2013-07-15 07:17:00

by Stanislav Kinsbursky

[permalink] [raw]
Subject: Re: NFS inode cache zap on lock - please advice

13.07.2013 00:52, [email protected] пишет:
> On Thu, May 30, 2013 at 04:01:42PM +0400, Stanislav Kinsbursky wrote:
>>
>> Thanks, Bruce!
>> I'll have at
>>
>> BTW, do you have any decisions what we will do with UMH tracker?
> Crap, apologies, I completely dropped this. Have you looked at it
> again lately?

Don't worry, it's all right. And I added Jeff and mailing list to
recipients.

I was thinking about using kernel_thread() instead of kthread_create().
This might work, because will give us kthread with same root and same
capabilities as mount caller had.

What you, guys, think about it?


2013-07-15 11:11:01

by Jeff Layton

[permalink] [raw]
Subject: Re: NFS inode cache zap on lock - please advice

On Mon, 15 Jul 2013 11:16:39 +0400
Stanislav Kinsbursky <[email protected]> wrote:

> 13.07.2013 00:52, [email protected] пишет:
> > On Thu, May 30, 2013 at 04:01:42PM +0400, Stanislav Kinsbursky wrote:
> >>
> >> Thanks, Bruce!
> >> I'll have at
> >>
> >> BTW, do you have any decisions what we will do with UMH tracker?
> > Crap, apologies, I completely dropped this. Have you looked at it
> > again lately?
>
> Don't worry, it's all right. And I added Jeff and mailing list to
> recipients.
>
> I was thinking about using kernel_thread() instead of kthread_create().
> This might work, because will give us kthread with same root and same
> capabilities as mount caller had.
>
> What you, guys, think about it?

Well, it's not the caller of mount that we're concerned with here. It's
the caller of rpc.nfsd. That program is going to make the kernel spawn
a bunch of nfsd kthreads and then exit. So I guess the basic idea here
is to preserve the namespace info, root and creds from that process
before it exits. Spawning a kthread would work for that, and might be
simplest, but we should weigh this idea carefully before we settle on
it.

Let's assume for a moment that we want to do all of this in userspace
instead (Eric B.'s first suggestion). I assume the kernel would need to
pass a fd to the program so it can call setns() with it. Where would it
get this fd, considering that we're calling this from a nfsd kthread?

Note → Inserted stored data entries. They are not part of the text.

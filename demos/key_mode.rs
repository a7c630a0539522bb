//! Demonstrates the key-mode display toggle driven by host messages, including the single
//! re-render notification per actual transition.

// crates.io
use color_eyre::Result;
// self
use blocks_client::i18n::{Catalog, KeyModeMessage, Translator};

fn main() -> Result<()> {
	color_eyre::install()?;

	let translator = Translator::new();
	let catalog = serde_json::from_str::<Catalog>(
		"{\"app.title\":\"Events\",\"app.greeting\":\"Welcome {{name}}\"}",
	)?;

	translator.install_catalog("en-US", catalog);

	println!("values: {}", translator.translate_with("app.greeting", &[("name", "Ada")]));

	let toggle_on =
		serde_json::from_str::<KeyModeMessage>("{\"action\":\"keymode\",\"keymode\":true}")?;

	match translator.apply(&toggle_on) {
		Some(event) => println!("transition: {event:?}"),
		None => println!("no transition"),
	}

	println!("keys: {}", translator.translate_with("app.greeting", &[("name", "Ada")]));

	// A duplicate delivery of the same message is absorbed.
	match translator.apply(&toggle_on) {
		Some(event) => println!("transition: {event:?}"),
		None => println!("no transition"),
	}

	let toggle_off =
		serde_json::from_str::<KeyModeMessage>("{\"action\":\"keymode\",\"keymode\":false}")?;

	if let Some(event) = translator.apply(&toggle_off) {
		println!("transition: {event:?}");
	}

	println!("values again: {}", translator.translate("app.title"));

	Ok(())
}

What else would it need? Would it need a path to chroot() to? Credential
info so it can call setuid/setgid?

Other caveats might be that the binary needn't exist in the container
to which you're chrooting. That's not really a problem as long as all
the libs get linked in before the program does the switcharoo, but it
might make troubleshooting problems in this code difficult from a
user sitting in that container.

--
Jeff Layton <[email protected]>

2013-07-24 20:02:37

by J. Bruce Fields

[permalink] [raw]
Subject: Re: NFS inode cache zap on lock - please advice

On Fri, Jul 19, 2013 at 11:08:15AM +0400, Stanislav Kinsbursky wrote:
> 15.07.2013 15:11, Jeff Layton пишет:
> >On Mon, 15 Jul 2013 11:16:39 +0400
> >Stanislav Kinsbursky <[email protected]> wrote:
> >
> >>13.07.2013 00:52, [email protected] пишет:
> >>>On Thu, May 30, 2013 at 04:01:42PM +0400, Stanislav Kinsbursky wrote:
> >>>>Thanks, Bruce!
> >>>>I'll have at
> >>>>
> >>>>BTW, do you have any decisions what we will do with UMH tracker?
> >>>Crap, apologies, I completely dropped this. Have you looked at it
> >>>again lately?
> >>Don't worry, it's all right. And I added Jeff and mailing list to
> >>recipients.
> >>
> >>I was thinking about using kernel_thread() instead of kthread_create().
> >>This might work, because will give us kthread with same root and same
> >>capabilities as mount caller had.
> >>
> >>What you, guys, think about it?
> >Well, it's not the caller of mount that we're concerned with here. It's
> >the caller of rpc.nfsd. That program is going to make the kernel spawn
> >a bunch of nfsd kthreads and then exit. So I guess the basic idea here
> >is to preserve the namespace info, root and creds from that process
> >before it exits. Spawning a kthread would work for that, and might be
> >simplest, but we should weigh this idea carefully before we settle on
> >it.
> >
> >Let's assume for a moment that we want to do all of this in userspace
> >instead (Eric B.'s first suggestion). I assume the kernel would need to
> >pass a fd to the program so it can call setns() with it. Where would it
> >get this fd, considering that we're calling this from a nfsd kthread?
> >
> >What else would it need? Would it need a path to chroot() to? Credential
> >info so it can call setuid/setgid?
> >
> >Other caveats might be that the binary needn't exist in the container
> >to which you're chrooting. That's not really a problem as long as all
> >the libs get linked in before the program does the switcharoo, but it
> >might make troubleshooting problems in this code difficult from a
> >user sitting in that container.

If possible I'd really be happier if the userspace code didn't have to
understand containers.

(And on the client side we need to do that if we want to support
existing nfsidmap binaries, right?)

If the kernel could the fd and any other relevant information to
userspace I don't see why it couldn't just set up the environment right
itself.

> As far as I understand the user namespaces idea, the all it covers
> are process credentials.
> And for running the binary we need only mount and path.
> My first approach was to swap root in UMH init callback. This works.
> But doesn't take user namespaces into account at all.
> If we assume, that a user, which is capable to run rpc.nfsd is also
> must be capable to run the UMH binary, then we can just forget about
> a user-namespace isolation and use this UMH init callback. It's
> cheap to implement. But it's not flawless, because looks like a
> dirty hack (which it is, actually).
> Another way (with taking of user namespaces into account) is a
> kernel thread, forked in process context (i.e. kernel_thread()
> call). This will give us all the same credentials, root and
> namespaces, as rpc.nfsd caller has, for the UMH binary caller.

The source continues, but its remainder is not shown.